To trochę karykaturalne przemówienie...
Krótko mówiąc, z jednej strony byłby to malejący żebrak żyjący w błocie „średniowiecza”, a z drugiej ideał transhumanizmu.

Zamień „transhumanistę” na „postępowiec” i to wszystko.

Nie byłoby zatem możliwej alternatywy (bardzo Thatcheryta).

O nie.
Nie ma to nic wspólnego z Tatcherem, ale jeśli istnieje alternatywa, niech łagodni marzyciele lub niebezpieczni utopiści, którzy w nią wierzą, pokażą nam ją, zamiast o niej rozmawiać. Ponieważ w dyskusjach pojawia się mnóstwo alternatyw, ale jeśli chodzi o wdrożenie ich w praktyce, żadna nie sprawdziła się.
Społeczeństwa tworzą mężczyźni. Są ich odbiciem. Nieuczciwa polityka, którą mieliśmy, nie jest problemem wpływowych, jest odzwierciedleniem ludzi, tych, którzy oszukują na ubezpieczeniu lub podatkach, tych, którzy handlują narkotykami, tych, którzy kradną telefon komórkowy lub rower, co to jest różnica w stosunku do Cahuzaca? Żadnego poza tym, że brakuje im skali, ale są takie same i byłyby większymi szkodnikami, gdyby miały na to środki.
Słodcy marzyciele mają nadzieję zmienić społeczeństwo bez zmiany człowieka lub że poprawi się on w wyniku działania społeczeństwa. Być może marginalnie, ale przypominam, że miało to miejsce już w epoce Oświecenia, gdzie edukacja ludzi stała się priorytetem. A co dzisiaj widzimy? Wielu niewykształconych ludzi korzysta z Internetu w zupełnie odwrotnym celu: aby obnosić się ze swoją wpojoną wiedzą, wprowadzać w błąd za pomocą teorii spiskowych, krytykować wszystko bez umiaru i nawet bez powodu. Naszą psychikę zdeterminowały tysiąclecia ewolucji, nie może się ona tak zmienić. Twoje „alternatywy” są skazane na porażkę. Możemy jedynie stopniowo modulować ekscesy każdej osoby, możemy poprawić konkretne problemy drobnymi akcentami... i to właśnie te małe rzeczy tworzą makroskopowy postęp. Postęp jest zjawiskiem, nie może być zaprogramowanym celem.
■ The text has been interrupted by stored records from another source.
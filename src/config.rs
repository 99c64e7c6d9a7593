use crate::error::Error;
use ini::Ini;
use log::LevelFilter;
use std::path::Path;

/// Environment variable that overrides the `enabled` key
pub const ENV_ENABLED: &str = "PERF_MONITOR_ENABLED";
const SECTION: &str = "Monitor";

/// Config parameters, direct representation of the `[Monitor]` section of config.ini
#[derive(Debug, Clone, Copy, PartialEq, Eq)]
pub struct MonitorConfig {
    pub enabled: bool,
    pub log_level: LevelFilter,
}

impl Default for MonitorConfig {
    fn default() -> Self {
        Self {
            enabled: true,
            log_level: LevelFilter::Info,
        }
    }
}

impl MonitorConfig {
    /// Overrides `enabled` from [`ENV_ENABLED`] when it is set
    pub fn apply_env(self) -> Result<Self, Error> {
        self.apply_override(std::env::var(ENV_ENABLED).ok().as_deref())
    }

    fn apply_override(mut self, raw: Option<&str>) -> Result<Self, Error> {
        if let Some(raw) = raw {
            self.enabled = parse_bool(ENV_ENABLED, raw)?;
        }
        Ok(self)
    }
}

pub fn from_file(filename: impl AsRef<Path>) -> Result<MonitorConfig, Error> {
    let ini_str = std::fs::read_to_string(filename)?;
    from_str(&ini_str)
}

/// Missing file gives the defaults, any other failure is returned
pub fn load_or_default(filename: impl AsRef<Path>) -> Result<MonitorConfig, Error> {
    match std::fs::read_to_string(filename.as_ref()) {
        Ok(ini_str) => from_str(&ini_str),
        Err(e) if e.kind() == std::io::ErrorKind::NotFound => {
            log::debug!(
                "config file {:?} not found, using defaults",
                filename.as_ref()
            );
            Ok(MonitorConfig::default())
        }
        Err(e) => Err(Error::IoError(e)),
    }
}

pub fn from_str(ini_str: &str) -> Result<MonitorConfig, Error> {
    let ini = Ini::load_from_str(ini_str)?;
    let mut config = MonitorConfig::default();
    let Some(section) = ini.section(Some(SECTION)) else {
        return Ok(config);
    };
    if let Some(raw) = section.get("enabled") {
        config.enabled = parse_bool("enabled", raw)?;
    }
    if let Some(raw) = section.get("log_level") {
        config.log_level = raw
            .trim()
            .parse::<LevelFilter>()
            .map_err(|_| invalid("log_level", raw))?;
    }
    Ok(config)
}

fn parse_bool(key: &str, raw: &str) -> Result<bool, Error> {
    match raw.trim().to_ascii_lowercase().as_str() {
        "true" | "1" | "yes" | "on" => Ok(true),
        "false" | "0" | "no" | "off" => Ok(false),
        _ => Err(invalid(key, raw)),
    }
}

fn invalid(key: &str, value: &str) -> Error {
    Error::InvalidValue {
        key: key.to_string(),
        value: value.to_string(),
    }
}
Mówiąc poważniej, społeczeństwo, które chciałoby przetrwać 100 000 lat (co natychmiast wyklucza transhumanizm), jest cholernie zainteresowane znalezieniem alternatyw dla naszego obecnego sposobu rozwoju. Na szczęście istnieją odpowiednie środki, ale muszą one płynąć pod prąd.

Zawód Nostradamusa.
0 x
Janic
Econologue ekspertem
Econologue ekspertem
Wiadomości: 19224
Rejestracja: 29/10/10, 13:27
Lokalizacja: bordowy
x 3491

Re: Jutro wszyscy bezrobotni?




przez Janic » 20/06/17, 07:39

Daję ci tylko przykład.
Okulary: odpowiedź technologiczna na zaburzenia widzenia
Czego dokładnie szukasz? Chcesz nam pokazać, że technologia okularowa powoduje więcej problemów niż rozwiązuje?
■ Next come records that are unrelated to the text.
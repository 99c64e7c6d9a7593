/// Topic pool handing out shared timers
pub mod pool;
/// Per-topic event timer
pub mod timer;
//! paclan wire format — the discovery datagrams exchanged on the multicast group.
//!
//! The protocol is two short UTF-8 messages: a `Discover` probe asking every
//! cache on the LAN to identify itself, and an `Announce` carrying the socket
//! address of a cache's HTTP surface. The group is shared with whatever else
//! multicasts on the segment, so any payload that is not an exact paclan
//! message is noise and receivers drop it silently.

use std::net::{Ipv4Addr, SocketAddrV4};

// ── Constants ─────────────────────────────────────────────────────────────────

/// IPv4 multicast group for discovery. Administratively scoped (239/8),
/// never routed beyond the local segment.
pub const MULTICAST_GROUP: Ipv4Addr = Ipv4Addr::new(239, 255, 41, 234);

/// UDP port the discovery group uses.
pub const DISCOVERY_PORT: u16 = 41234;

/// Default TCP port for the HTTP cache surface. Announcements carry the
/// actual configured port, so peers never have to guess it.
pub const DEFAULT_HTTP_PORT: u16 = 41234;

/// Default interval between periodic re-announcements in seconds.
/// Nodes that joined the LAN late, or evicted us after a transient failure,
/// relearn us on the next announcement.
pub const ANNOUNCE_INTERVAL_SECS: u64 = 60;

/// Default settle window in seconds: how long the daemon waits at startup
/// for a first peer announcement before serving traffic anyway.
pub const SETTLE_WINDOW_SECS: u64 = 3;

const DISCOVER_LINE: &str = "PACLAN: discover";
const ANNOUNCE_PREFIX: &str = "PACLAN: server: ";

// ── Messages ──────────────────────────────────────────────────────────────────

/// A single discovery datagram.
#[derive(Debug, Clone, Copy, PartialEq, Eq)]
pub enum DiscoveryMessage {
    /// Probe asking every cache on the group to announce itself.
    Discover,
    /// A cache announcing where its HTTP surface listens.
    Announce { addr: SocketAddrV4 },
}

impl DiscoveryMessage {
    /// Parse a received datagram. Returns `None` for anything that is not an
    /// exact paclan message; callers drop those without raising an error.
    ///
    /// The announce address must be a literal `ip:port`. Hostnames are never
    /// resolved on the discovery path.
    pub fn parse(payload: &str) -> Option<Self> {
        if payload == DISCOVER_LINE {
            return Some(Self::Discover);
        }
        let addr = payload.strip_prefix(ANNOUNCE_PREFIX)?;
        addr.parse().ok().map(|addr| Self::Announce { addr })
    }

    /// The exact datagram text for this message.
    pub fn encode(&self) -> String {
        match self {
            Self::Discover => DISCOVER_LINE.to_string(),
            Self::Announce { addr } => format!("{ANNOUNCE_PREFIX}{addr}"),
        }
    }
}

// ── Tests ─────────────────────────────────────────────────────────────────────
doskonały przykład! Kiedy byłam w szkole podstawowej, kilkadziesiąt lat temu, jako pierwsza w klasie nosiłam okulary (co wywołało wiele żartów innych), jednak co roku u wszystkich dzieci badano wzrok i u większości nie wykryto wad wzroku przebadanych dzieci. Dziś to ci, którzy nie noszą okularów, stają się mniejszością: dlaczego? To tak, jakby wykryto wyjątkowe odwapnienie, które dziś stało się powszechne i zmierza w stronę stanu większościowego. Laska, kij, okulary, protezy oczywiście pomagają, ale to znowu odwrócenie problemu, a mianowicie: jak unikać noszenia okularów, lasek i protez? A technologia nie byłaby już wtedy uzasadniona!
0 x
„Tworzymy naukę za pomocą faktów, takich jak tworzenie domu z kamieniami: ale gromadzenie faktów nie jest już nauką, a stos kamieni to dom” Henri Poincaré
Avatar de l'utilisateur
Sen-no-sen
Econologue ekspertem
Econologue ekspertem
Wiadomości: 6856
Rejestracja: 11/06/09, 13:08
Lokalizacja: Wysoka Beaujolais.
x 749

Re: Jutro wszyscy bezrobotni?




przez Sen-no-sen » 20/06/17, 11:45

Exnihiloest napisał:...

Czy robisz swoje Janic? Zachowajmy rozsądek, proszę. Nie mówimy o podstawach inteligencji, które możemy oczywiście wykryć u zwierząt, nie ma między nimi a nami żadnej różnicy w zasadzie, ale w poziomie.
Mówimy o ludzkiej inteligencji i jej konkurencji z AI.


Odwdzięczam się komplementem! : Lol:
Obecnie słaba sztuczna inteligencja jest znacznie gorsza od tej, która istnieje w świecie zwierząt, więc nie ma z mojej strony szalonego porównania.
Tak też postępują specjaliści od biomimikry, zaczynając od bardzo prostego układu poznawczego, przechodząc w stronę bardziej złożonych, aż do człowieka...im bardziej logicznie umierasz.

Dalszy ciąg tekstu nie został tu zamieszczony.